The Macedon resident was awarded a Medal of the Order of Australia in the King’s Birthday Honours last week for services to nursing and the community.
Sam credits an ambitious Rotary International maternal child healthcare education project in Mongolia as one of the most successful she has been involved with.
“We introduced child and maternal health education to the country,” she said.
“In order to do that, we had to write and put together a childhood education curriculum and embed it into the university, and get the health department on board, people to be involved in training, and managed to roll it out across the whole country. It took about six to seven years.
“Then the government of the country funded and gave money to incentivise women to attend childhood education and it really helped reduce child mortalities in communities.”
Sam is currently involved with a similar maternal child health Rotary International project now under way in Nepal (since 2019).
Of course, there have been many challenges along the way for both projects including language barriers, negotiation and cultural sensitivities.
Sam said there was no maternal and child healthcare system that compared to the quality of what is available in Australia.
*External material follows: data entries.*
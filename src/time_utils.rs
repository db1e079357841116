// SPDX-License-Identifier: MIT
// Copyright 2026 Roland Dreier <roland@rolandd.dev>

//! Shared helpers for date/time formatting.

use chrono::{DateTime, SecondsFormat, Utc};

/// Format a UTC timestamp as RFC3339 using a `Z` suffix.
pub fn format_utc_rfc3339(date: DateTime<Utc>) -> String {
    date.to_rfc3339_opts(SecondsFormat::Micros, true)
}

/// Parse an RFC3339 timestamp into UTC, if valid.
pub fn parse_rfc3339(raw: &str) -> Option<DateTime<Utc>> {
    DateTime::parse_from_rfc3339(raw)
        .ok()
        .map(|dt| dt.with_timezone(&Utc))
}

fn plural(n: i64) -> &'static str {
    if n > 1 {
        "s"
    } else {
        ""
    }
}

/// Long relative time used by the activity feed ("5 minutes ago").
pub fn relative_time(then: DateTime<Utc>, now: DateTime<Utc>) -> String {
    let secs = now.signed_duration_since(then).num_seconds();

    if secs < 60 {
        "just now".to_string()
    } else if secs < 3600 {
        let minutes = secs / 60;
        format!("{} minute{} ago", minutes, plural(minutes))
    } else if secs < 86400 {
        let hours = secs / 3600;
        format!("{} hour{} ago", hours, plural(hours))
    } else {
        let days = secs / 86400;
        format!("{} day{} ago", days, plural(days))
    }
}

/// Compact relative time used by the check-in feed ("5m ago").
///
/// Older than a week falls back to the calendar date.
pub fn compact_relative_time(then: DateTime<Utc>, now: DateTime<Utc>) -> String {
    let minutes = now.signed_duration_since(then).num_minutes();

    if minutes < 1 {
        return "Just now".to_string();
    }
    if minutes < 60 {
        return format!("{}m ago", minutes);
    }
    let hours = minutes / 60;
    if hours < 24 {
        return format!("{}h ago", hours);
    }
    let days = hours / 24;
    if days < 7 {
        return format!("{}d ago", days);
    }
    then.format("%Y-%m-%d").to_string()
}
// SPDX-License-Identifier: MIT
// Copyright 2026 Roland Dreier <roland@rolandd.dev>

//! Backend client wrapper with typed operations.
//!
//! Provides high-level operations for:
//! - Profiles (lazy creation, owner updates)
//! - Check-ins (own, bounding-box, owner updates/deletes)
//! - Friendships (accepted edges, incoming requests)
//! - Activities (fan-out inserts, recipient feed)
//!
//! Every call runs as the authenticated caller so the backend's
//! row-level security decides what is visible.

use crate::db::memory::MemoryStore;
use crate::db::query::{Filter, Query};
use crate::db::rest::RestClient;
use crate::db::{collections, rpc};
use crate::error::AppError;
use crate::middleware::auth::AuthUser;
use crate::models::{
    Activity, ActivityWithActor, CheckIn, CheckInUpdate, CheckInWithProfile, FriendStatus,
    Friendship, NewActivity, NewCheckIn, NewProfile, Profile, ProfileUpdate,
};
use crate::services::proximity::BoundingBox;
use crate::services::realtime::ChangeHub;
use serde::de::DeserializeOwned;
use serde::Serialize;
use std::sync::Arc;

#[derive(Clone)]
enum Inner {
    Remote(RestClient),
    Memory(Arc<MemoryStore>),
}

/// Backend database client.
#[derive(Clone)]
pub struct BackendDb {
    inner: Inner,
}

/// Parameters shared by the feed procedures.
#[derive(Serialize)]
struct FeedParams<'a> {
    user_id_param: &'a str,
    limit_param: u32,
}

fn from_rows<T: DeserializeOwned>(rows: Vec<serde_json::Value>) -> Result<Vec<T>, AppError> {
    rows.into_iter()
        .map(|row| {
            serde_json::from_value(row).map_err(|e| AppError::Database(format!("Bad row: {}", e)))
        })
        .collect()
}

fn to_row<B: Serialize + ?Sized>(body: &B) -> Result<serde_json::Value, AppError> {
    serde_json::to_value(body).map_err(|e| AppError::Internal(e.into()))
}

impl BackendDb {
    /// Connect to the hosted backend at `project_url`.
    pub fn remote(project_url: &str, anon_key: &str) -> Self {
        tracing::info!(url = project_url, "Using hosted backend");
        Self {
            inner: Inner::Remote(RestClient::new(project_url, anon_key)),
        }
    }

    /// In-process backend publishing its inserts to `hub`.
    pub fn memory(hub: ChangeHub) -> Self {
        tracing::info!("Using in-memory backend");
        Self {
            inner: Inner::Memory(Arc::new(MemoryStore::new(hub))),
        }
    }

    /// The in-memory store, when running without a hosted backend.
    pub fn memory_store(&self) -> Option<&Arc<MemoryStore>> {
        match &self.inner {
            Inner::Memory(store) => Some(store),
            Inner::Remote(_) => None,
        }
    }

    // ─── Generic Operations ──────────────────────────────────────

    async fn select<T: DeserializeOwned>(
        &self,
        caller: &AuthUser,
        table: &str,
        query: &Query,
    ) -> Result<Vec<T>, AppError> {
        match &self.inner {
            Inner::Remote(client) => client.select(caller, table, query).await,
            Inner::Memory(store) => from_rows(store.select(&caller.user_id, table, query)?),
        }
    }

    async fn insert<B: Serialize + ?Sized, T: DeserializeOwned>(
        &self,
        caller: &AuthUser,
        table: &str,
        rows: &B,
    ) -> Result<Vec<T>, AppError> {
        match &self.inner {
            Inner::Remote(client) => client.insert(caller, table, rows).await,
            Inner::Memory(store) => {
                from_rows(store.insert(&caller.user_id, table, to_row(rows)?)?)
            }
        }
    }

    async fn update<B: Serialize + ?Sized, T: DeserializeOwned>(
        &self,
        caller: &AuthUser,
        table: &str,
        query: &Query,
        patch: &B,
    ) -> Result<Vec<T>, AppError> {
        match &self.inner {
            Inner::Remote(client) => client.update(caller, table, query, patch).await,
            Inner::Memory(store) => from_rows(store.update(
                &caller.user_id,
                table,
                query,
                to_row(patch)?,
            )?),
        }
    }

    async fn delete(&self, caller: &AuthUser, table: &str, query: &Query) -> Result<(), AppError> {
        match &self.inner {
            Inner::Remote(client) => client.delete(caller, table, query).await,
            Inner::Memory(store) => store.delete(&caller.user_id, table, query),
        }
    }

    async fn feed_rpc<T: DeserializeOwned>(
        &self,
        caller: &AuthUser,
        name: &str,
        limit: u32,
    ) -> Result<Vec<T>, AppError> {
        let params = FeedParams {
            user_id_param: &caller.user_id,
            limit_param: limit,
        };
        match &self.inner {
            Inner::Remote(client) => client.rpc(caller, name, &params).await,
            Inner::Memory(store) => from_rows(store.rpc(&caller.user_id, name, &to_row(&params)?)?),
        }
    }

    // ─── Profile Operations ──────────────────────────────────────

    /// Get a profile by user id.
    pub async fn get_profile(
        &self,
        caller: &AuthUser,
        user_id: &str,
    ) -> Result<Option<Profile>, AppError> {
        let query = Query::new().eq("id", user_id).limit(1);
        let profiles: Vec<Profile> = self.select(caller, collections::PROFILES, &query).await?;
        Ok(profiles.into_iter().next())
    }

    /// Get the profiles for a set of user ids. Unknown ids are skipped.
    pub async fn get_profiles(
        &self,
        caller: &AuthUser,
        user_ids: &[String],
    ) -> Result<Vec<Profile>, AppError> {
        if user_ids.is_empty() {
            return Ok(Vec::new());
        }
        let query = Query::new().is_in("id", user_ids.to_vec());
        self.select(caller, collections::PROFILES, &query).await
    }

    /// Create the caller's profile.
    pub async fn insert_profile(
        &self,
        caller: &AuthUser,
        profile: &NewProfile,
    ) -> Result<Profile, AppError> {
        let rows: Vec<Profile> = self.insert(caller, collections::PROFILES, profile).await?;
        rows.into_iter()
            .next()
            .ok_or_else(|| AppError::Backend("Profile insert returned no row".to_string()))
    }

    /// Update the caller's profile. `None` if it does not exist.
    pub async fn update_profile(
        &self,
        caller: &AuthUser,
        update: &ProfileUpdate,
    ) -> Result<Option<Profile>, AppError> {
        let query = Query::new().eq("id", &caller.user_id);
        let rows: Vec<Profile> = self
            .update(caller, collections::PROFILES, &query, update)
            .await?;
        Ok(rows.into_iter().next())
    }

    // ─── Check-in Operations ─────────────────────────────────────

    pub async fn insert_check_in(
        &self,
        caller: &AuthUser,
        check_in: &NewCheckIn,
    ) -> Result<CheckIn, AppError> {
        let rows: Vec<CheckIn> = self.insert(caller, collections::CHECK_INS, check_in).await?;
        rows.into_iter()
            .next()
            .ok_or_else(|| AppError::Backend("Check-in insert returned no row".to_string()))
    }

    /// A user's check-ins, newest first.
    pub async fn check_ins_for_user(
        &self,
        caller: &AuthUser,
        user_id: &str,
        limit: u32,
    ) -> Result<Vec<CheckIn>, AppError> {
        let query = Query::new()
            .eq("user_id", user_id)
            .order_desc("created_at")
            .limit(limit);
        self.select(caller, collections::CHECK_INS, &query).await
    }

    /// Public check-ins inside a bounding box, newest first.
    pub async fn public_check_ins_in_box(
        &self,
        caller: &AuthUser,
        bbox: &BoundingBox,
        limit: u32,
    ) -> Result<Vec<CheckIn>, AppError> {
        let query = Query::new()
            .eq("is_public", true)
            .gte("latitude", bbox.min_lat)
            .lte("latitude", bbox.max_lat)
            .gte("longitude", bbox.min_lng)
            .lte("longitude", bbox.max_lng)
            .order_desc("created_at")
            .limit(limit);
        self.select(caller, collections::CHECK_INS, &query).await
    }

    /// Update one of the caller's check-ins. `None` if no such check-in.
    pub async fn update_check_in(
        &self,
        caller: &AuthUser,
        id: &str,
        update: &CheckInUpdate,
    ) -> Result<Option<CheckIn>, AppError> {
        let query = Query::new().eq("id", id).eq("user_id", &caller.user_id);
        let rows: Vec<CheckIn> = self
            .update(caller, collections::CHECK_INS, &query, update)
            .await?;
        Ok(rows.into_iter().next())
    }

    pub async fn delete_check_in(&self, caller: &AuthUser, id: &str) -> Result<(), AppError> {
        let query = Query::new().eq("id", id).eq("user_id", &caller.user_id);
        self.delete(caller, collections::CHECK_INS, &query).await
    }

    /// Friends' recent public check-ins joined with their profiles.
    pub async fn friends_recent_check_ins(
        &self,
        caller: &AuthUser,
        limit: u32,
    ) -> Result<Vec<CheckInWithProfile>, AppError> {
        self.feed_rpc(caller, rpc::FRIENDS_RECENT_CHECKINS, limit)
            .await
    }

    // ─── Activity Operations ─────────────────────────────────────

    /// Activities addressed to the caller joined with their actors.
    pub async fn friends_recent_activities(
        &self,
        caller: &AuthUser,
        limit: u32,
    ) -> Result<Vec<ActivityWithActor>, AppError> {
        self.feed_rpc(caller, rpc::FRIENDS_RECENT_ACTIVITIES, limit)
            .await
    }

    pub async fn insert_activities(
        &self,
        caller: &AuthUser,
        activities: &[NewActivity],
    ) -> Result<Vec<Activity>, AppError> {
        if activities.is_empty() {
            return Ok(Vec::new());
        }
        self.insert(caller, collections::ACTIVITIES, activities)
            .await
    }

    // ─── Friendship Operations ───────────────────────────────────

    /// Accepted friendships with `user_id` on either side.
    pub async fn accepted_friendships(
        &self,
        caller: &AuthUser,
        user_id: &str,
    ) -> Result<Vec<Friendship>, AppError> {
        let query = Query::new()
            .eq("status", FriendStatus::Accepted.as_str())
            .any_of(vec![
                Filter::Eq("user_id", user_id.to_string()),
                Filter::Eq("friend_id", user_id.to_string()),
            ]);
        self.select(caller, collections::FRIENDS, &query).await
    }

    /// Pending requests addressed to the caller, newest first.
    pub async fn incoming_requests(&self, caller: &AuthUser) -> Result<Vec<Friendship>, AppError> {
        let query = Query::new()
            .eq("friend_id", &caller.user_id)
            .eq("status", FriendStatus::Pending.as_str())
            .order_desc("created_at");
        self.select(caller, collections::FRIENDS, &query).await
    }

    /// Any edge from `user_id` to `friend_id`.
    pub async fn get_friendship(
        &self,
        caller: &AuthUser,
        user_id: &str,
        friend_id: &str,
    ) -> Result<Option<Friendship>, AppError> {
        let query = Query::new()
            .eq("user_id", user_id)
            .eq("friend_id", friend_id)
            .limit(1);
        let rows: Vec<Friendship> = self.select(caller, collections::FRIENDS, &query).await?;
        Ok(rows.into_iter().next())
    }

    pub async fn insert_friendship(
        &self,
        caller: &AuthUser,
        friendship: &Friendship,
    ) -> Result<Friendship, AppError> {
        let rows: Vec<Friendship> = self.insert(caller, collections::FRIENDS, friendship).await?;
        rows.into_iter()
            .next()
            .ok_or_else(|| AppError::Backend("Friendship insert returned no row".to_string()))
    }

    /// Accept the pending request from `requester_id` to the caller.
    pub async fn accept_friendship(
        &self,
        caller: &AuthUser,
        requester_id: &str,
    ) -> Result<Option<Friendship>, AppError> {
        let query = Query::new()
            .eq("user_id", requester_id)
            .eq("friend_id", &caller.user_id)
            .eq("status", FriendStatus::Pending.as_str());
        let patch = serde_json::json!({ "status": FriendStatus::Accepted.as_str() });
        let rows: Vec<Friendship> = self
            .update(caller, collections::FRIENDS, &query, &patch)
            .await?;
        Ok(rows.into_iter().next())
    }
}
Her next goal is try to replicate it in countries around the world that don’t have these supports in place.
“It would be good to take something that we’ve got and done so well with and take it to countries where they need the help,” she said.
Sam said her early nursing career in Katherine and Arnhem Land, Northern Territory, was good preparation for her international work.
There, she was faced with similar challenges of remoteness, language barriers and a high level of care and education needed.
It is where she also became an educator with Wurli-Wurlinjang Health Service and that led to further study in sexual and reproductive health and work in family planning.
Soon after, she helped accredit sexual health clinics in places like Kuala Lumpur, Vietnam, Indonesia and Mongolia, as a board member and representative for Family Planning Australia.
“I started to realise that I really wanted to make a difference and wanted to help develop communities and invest in knowledge for long-term change,” she said.
She developed, taught and lectured in special modules for Northern Territory University, Australian Catholic University Victoria and Victoria University, and was awarded for innovation in education.
Sam has been able to achieve her volunteer work with the support of her family.
She is continuing her international project volunteer work and is also a maternal child health nurse at Macedon Ranges Health where she has worked since 2015.
She credits Macedon Ranges’ service as one of the best offered in the state with highly experienced staff and a strong comradery between them.
Sam is member of Rotary Club of Gisborne and Macedon Ranges where she was president 2016-17 and also a board member for six year. She has also been awarded Rotary’s Paul Harris Fellow and Royce Abbey Champion of Change Award (2017).